(Task description) Which of the lines below hold the word "today"? Pull each of them out.

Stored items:
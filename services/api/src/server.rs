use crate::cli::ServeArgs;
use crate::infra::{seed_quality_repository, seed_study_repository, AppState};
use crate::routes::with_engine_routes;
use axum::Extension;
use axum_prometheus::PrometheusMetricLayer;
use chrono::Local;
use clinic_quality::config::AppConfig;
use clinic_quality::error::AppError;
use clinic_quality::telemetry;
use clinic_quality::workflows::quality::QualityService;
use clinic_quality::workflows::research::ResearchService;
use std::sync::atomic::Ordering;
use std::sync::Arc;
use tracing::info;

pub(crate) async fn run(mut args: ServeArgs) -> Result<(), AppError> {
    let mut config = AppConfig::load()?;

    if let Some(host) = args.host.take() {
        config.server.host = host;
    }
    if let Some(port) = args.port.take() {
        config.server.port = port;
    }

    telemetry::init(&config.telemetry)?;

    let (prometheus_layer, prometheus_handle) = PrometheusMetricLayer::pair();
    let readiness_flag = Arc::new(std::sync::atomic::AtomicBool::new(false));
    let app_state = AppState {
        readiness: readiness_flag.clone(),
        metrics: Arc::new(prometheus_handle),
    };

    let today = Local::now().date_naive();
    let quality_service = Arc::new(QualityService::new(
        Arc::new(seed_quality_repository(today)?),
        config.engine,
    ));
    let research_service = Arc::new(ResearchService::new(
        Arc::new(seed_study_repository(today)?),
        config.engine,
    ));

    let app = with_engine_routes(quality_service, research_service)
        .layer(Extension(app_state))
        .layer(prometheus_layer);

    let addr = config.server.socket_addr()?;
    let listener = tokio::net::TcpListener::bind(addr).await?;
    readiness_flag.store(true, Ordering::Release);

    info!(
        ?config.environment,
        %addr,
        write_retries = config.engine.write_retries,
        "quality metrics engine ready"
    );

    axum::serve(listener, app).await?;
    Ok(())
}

(Response)
    let today = Local::now().date_naive();
        Arc::new(seed_quality_repository(today)?),
        Arc::new(seed_study_repository(today)?),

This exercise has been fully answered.